The first line of the entries below, the line containing "let reason = if", and every line between them should be repeated exactly, and nothing else.

Start of Exercise data

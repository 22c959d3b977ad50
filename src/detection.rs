use nalgebra as na;
use serde_derive::{Deserialize, Serialize};

use crate::bbox::{BBox, Ltrb, Xywh};
use crate::error::{Error, InvalidReason};

/// One tracked object in one frame, as reported by the upstream tracker.
#[derive(Serialize, Deserialize, Debug, Clone, PartialEq)]
pub struct Detection {
    #[serde(rename = "id")]
    pub track_id: u32,
    pub bbox: BBox<Ltrb>,
    #[serde(rename = "p")]
    pub confidence: f32,
    #[serde(rename = "c")]
    pub class: i32,

    // segmentation models also report the object outline
    #[serde(default, skip_serializing_if = "Option::is_none")]
    pub polygon: Option<Vec<[f32; 2]>>,
}

impl Detection {
    pub fn new(track_id: u32, bbox: BBox<Ltrb>, class: i32, confidence: f32) -> Self {
        Self {
            track_id,
            bbox,
            confidence,
            class,
            polygon: None,
        }
    }

    pub fn from_xywh(track_id: u32, bbox: BBox<Xywh>, class: i32, confidence: f32) -> Self {
        Self::new(track_id, bbox.as_ltrb(), class, confidence)
    }

    pub fn with_polygon(mut self, polygon: Vec<[f32; 2]>) -> Self {
        self.polygon = Some(polygon);
        self
    }

    #[inline(always)]
    pub fn center(&self) -> na::Point2<f32> {
        self.bbox.center()
    }

    pub fn polygon_points(&self) -> impl Iterator<Item = na::Point2<f32>> + '_ {
        self.polygon
            .iter()
            .flatten()
            .map(|&[x, y]| na::Point2::new(x, y))
    }

    /// Checks the record against a class table of `num_classes` names.
    pub fn validate(&self, num_classes: usize) -> Result<(), Error> {
        let reason = if self.class < 0 || self.class as usize >= num_classes {
            Some(InvalidReason::UnknownClass(self.class, num_classes))
        } else if self.bbox.is_degenerate() {
            Some(InvalidReason::DegenerateBox(self.bbox.into()))
        } else {
            None
        };

        match reason {
            Some(reason) => Err(Error::InvalidRecord {
                track_id: self.track_id,
                reason,
            }),
            None => Ok(()),
        }
    }
}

End of Exercise data

* Written solution
repository 22c959d3b977ad50
filename src/detection.rs
use nalgebra as na;
use serde_derive::{Deserialize, Serialize};

use crate::bbox::{BBox, Ltrb, Xywh};
use crate::error::{Error, InvalidReason};

/// One tracked object in one frame, as reported by the upstream tracker.
#[derive(Serialize, Deserialize, Debug, Clone, PartialEq)]
pub struct Detection {
    #[serde(rename = "id")]
    pub track_id: u32,
    pub bbox: BBox<Ltrb>,
    #[serde(rename = "p")]
    pub confidence: f32,
    #[serde(rename = "c")]
    pub class: i32,

    // segmentation models also report the object outline
    #[serde(default, skip_serializing_if = "Option::is_none")]
    pub polygon: Option<Vec<[f32; 2]>>,
}

impl Detection {
    pub fn new(track_id: u32, bbox: BBox<Ltrb>, class: i32, confidence: f32) -> Self {
        Self {
            track_id,
            bbox,
            confidence,
            class,
            polygon: None,
        }
    }

    pub fn from_xywh(track_id: u32, bbox: BBox<Xywh>, class: i32, confidence: f32) -> Self {
        Self::new(track_id, bbox.as_ltrb(), class, confidence)
    }

    pub fn with_polygon(mut self, polygon: Vec<[f32; 2]>) -> Self {
        self.polygon = Some(polygon);
        self
    }

    #[inline(always)]
    pub fn center(&self) -> na::Point2<f32> {
        self.bbox.center()
    }

    pub fn polygon_points(&self) -> impl Iterator<Item = na::Point2<f32>> + '_ {
        self.polygon
            .iter()
            .flatten()
            .map(|&[x, y]| na::Point2::new(x, y))
    }

    /// Checks the record against a class table of `num_classes` names.
    pub fn validate(&self, num_classes: usize) -> Result<(), Error> {
        let reason = if self.class < 0 || self.class as usize >= num_classes {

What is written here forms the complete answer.